C'est à l'instigation du Docteur Magnus Hirschfeld, qui en a écrit le scénario avec lui, que Richard Oswald s'est lancé dans ce film. Hirschfeld était un pionnier de la sexologie, dont le cheval de bataille était l'étude et l'aide apportée aux gens dont la sexualité était différente. Une dimension documentaire du film (qui a quasiment disparu dans les très fragmentaires copies qui ont pu être sauvegardées) s'intéresse d'ailleurs de manière très frontale à une transgénéralité assez rarement évoquée dans des oeuvres de plus d'un siècle, et ce sans tabou ni parti-pris négatif.
D'ailleurs, le film revêt un caractère très militant, dans lequel Oswald injecte une solide dose de cinéma tel qu'il le pratiquait déjà: il s'intéresse au cauchemar vécu par le personnage de Veidt, le violoniste qui ne sait pas encore qu'il est à la croisée des chemins. Une scène remarquable est vue du point de vue du jeune élève, qui occupe alors tout l'avant-plan, pendant que derrière lui, donc cachés par lui, Körner et Bollek se battent... Conrad Veidt, en homme délicat, torturé et même désespéré, est totalement dans son élément, et son portrait très sensible est très inattendu pour un film de 1919.

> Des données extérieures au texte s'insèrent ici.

//! Artifact identity: the filename shared by the remote URL and cache entry.

use std::fmt;

use crate::error::{HoistError, Result};
use crate::runtime::RuntimeDescriptor;

/// Filename of one artifact build for one runtime version.
#[derive(Debug, Clone, PartialEq, Eq, Hash)]
pub struct ArtifactIdentity(String);

impl ArtifactIdentity {
    /// Apply `pattern` to `(version, runtime.major, runtime.minor)`.
    ///
    /// The pattern must contain exactly three `%s` slots; `%%` is a literal
    /// percent sign.
    ///
    /// # Example
    ///
    /// ```
    /// use hoist::cache::ArtifactIdentity;
    /// use hoist::runtime::RuntimeDescriptor;
    ///
    /// let id = ArtifactIdentity::from_pattern(
    ///     "tool-%s-py%s%s",
    ///     "1.2.3",
    ///     RuntimeDescriptor::new(3, 8),
    /// )
    /// .unwrap();
    /// assert_eq!(id.as_str(), "tool-1.2.3-py38");
    /// ```
    pub fn from_pattern(pattern: &str, version: &str, runtime: RuntimeDescriptor) -> Result<Self> {
        let major = runtime.major.to_string();
        let minor = runtime.minor.to_string();
        let values = [version, major.as_str(), minor.as_str()];

        let mut out = String::with_capacity(pattern.len() + version.len());
        let mut used = 0;
        let mut chars = pattern.chars();

        while let Some(c) = chars.next() {
            if c != '%' {
                out.push(c);
                continue;
            }
            match chars.next() {
                Some('%') => out.push('%'),
                Some('s') => {
                    let value = values
                        .get(used)
                        .ok_or_else(|| bad_pattern(pattern, "more than three %s slots"))?;
                    out.push_str(value);
                    used += 1;
                }
                _ => return Err(bad_pattern(pattern, "'%' must be followed by 's' or '%'")),
            }
        }

        if used != values.len() {
            return Err(bad_pattern(
                pattern,
                "expected three %s slots (version, runtime major, runtime minor)",
            ));
        }
        if out.is_empty() || out.contains(['/', '\\']) || out == "." || out == ".." {
            return Err(HoistError::InvalidConfig {
                message: format!("artifact filename {out:?} is not a plain file name"),
            });
        }

        Ok(Self(out))
    }

    pub fn as_str(&self) -> &str {
        &self.0
    }
}

impl fmt::Display for ArtifactIdentity {
    fn fmt(&self, f: &mut fmt::Formatter<'_>) -> fmt::Result {
        f.write_str(&self.0)
    }
}

fn bad_pattern(pattern: &str, reason: &str) -> HoistError {
    HoistError::InvalidConfig {
        message: format!("artifact_filename_pattern {pattern:?}: {reason}"),
    }
}
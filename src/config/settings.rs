//! Typed artifact settings.

use std::time::Duration;

use super::loader::IniConfig;
use crate::error::{HoistError, Result};

pub const KEY_VERSION: &str = "artifact_version";
pub const KEY_BASE_URL: &str = "artifact_base_url";
pub const KEY_FILENAME_PATTERN: &str = "artifact_filename_pattern";
pub const KEY_VERIFY_CHECKSUM: &str = "artifact_verify_checksum";
pub const KEY_NAME: &str = "artifact_name";
pub const KEY_MANIFEST: &str = "artifact_manifest";
pub const KEY_TIMEOUT_SECS: &str = "artifact_timeout_secs";
pub const KEY_USE_RUNTIME: &str = "artifact_use_runtime";

/// Default artifact name, also the cache `kind` directory.
pub const DEFAULT_NAME: &str = "artifact";

/// Default checksum manifest file name.
pub const DEFAULT_MANIFEST: &str = "SHA256SUMS";

/// Settings for the artifact this project pins, read once at startup.
#[derive(Debug, Clone, PartialEq, Eq)]
pub struct ArtifactSettings {
    /// Pinned artifact version.
    pub version: String,
    /// Base URL; artifacts live under `<base_url>/<version>/`.
    pub base_url: String,
    /// Filename template with three `%s` slots: version, major, minor.
    pub filename_pattern: String,
    /// Verify downloads against the remote manifest.
    pub verify_checksum: bool,
    /// Artifact name, used as the cache `kind`.
    pub name: String,
    /// Manifest file name under `<base_url>/<version>/`.
    pub manifest: String,
    /// Request timeout; `None` waits indefinitely.
    pub timeout: Option<Duration>,
    /// Exec the runtime with the artifact as its first argument.
    pub use_runtime: bool,
}

impl ArtifactSettings {
    /// Resolve settings, applying defaults for optional keys.
    pub fn from_config(config: &IniConfig) -> Result<Self> {
        let version = config.get_required(KEY_VERSION, false)?;
        let base_url = config.get_required(KEY_BASE_URL, false)?;
        let name = config
            .get(KEY_NAME, false)?
            .unwrap_or_else(|| DEFAULT_NAME.to_string());
        let filename_pattern = config
            .get(KEY_FILENAME_PATTERN, true)?
            .unwrap_or_else(|| default_pattern(&name));
        let verify_checksum = config.get_bool(KEY_VERIFY_CHECKSUM)?.unwrap_or(false);
        let manifest = config
            .get(KEY_MANIFEST, false)?
            .unwrap_or_else(|| DEFAULT_MANIFEST.to_string());
        let timeout = config
            .get(KEY_TIMEOUT_SECS, false)?
            .map(|raw| {
                raw.parse::<u64>()
                    .map(Duration::from_secs)
                    .map_err(|_| HoistError::InvalidConfig {
                        message: format!(
                            "'{KEY_TIMEOUT_SECS}' in {} must be a whole number of seconds, got {raw:?}",
                            config.file_name()
                        ),
                    })
            })
            .transpose()?;
        let use_runtime = config.get_bool(KEY_USE_RUNTIME)?.unwrap_or(false);

        if name.is_empty() || name.contains(['/', '\\']) || name == "." || name == ".." {
            return Err(HoistError::InvalidConfig {
                message: format!("'{KEY_NAME}' must be a plain directory name, got {name:?}"),
            });
        }

        Ok(Self {
            version,
            base_url,
            filename_pattern,
            verify_checksum,
            name,
            manifest,
            timeout,
            use_runtime,
        })
    }

    /// Directory URL holding every file for the pinned version.
    pub fn version_url(&self) -> String {
        format!("{}/{}", self.base_url.trim_end_matches('/'), self.version)
    }

    /// URL of an artifact file for the pinned version.
    pub fn artifact_url(&self, filename: &str) -> String {
        format!("{}/{}", self.version_url(), filename)
    }

    /// URL of the checksum manifest for the pinned version.
    pub fn manifest_url(&self) -> String {
        format!("{}/{}", self.version_url(), self.manifest)
    }
}

/// Filename pattern used when none is configured.
pub fn default_pattern(name: &str) -> String {
    format!("{name}-%s-py%s%s")
}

Le film n'est sans doute pas exempt d'une ertaine tendance aux clichés (les gays de 1919 sont souvent présentés comme des gens de la bourgeoisie, surtout, aisés et cultivés. Le maître-chanteur cultive un double "crime", l'un, légalement parlant seulement, celui d'être gay, et l'autre, à tous points de vue, celui d'être un maître-chanteur particulièrement retors. Cette vision d'une criminalité très représentée ches les personnes à la sexualité 'différente' quittera peu le cinéma des trois décennies à venir... Enfin, les bars spécialisés sont les lieux d'étranges danses, plutôt que d'orgies...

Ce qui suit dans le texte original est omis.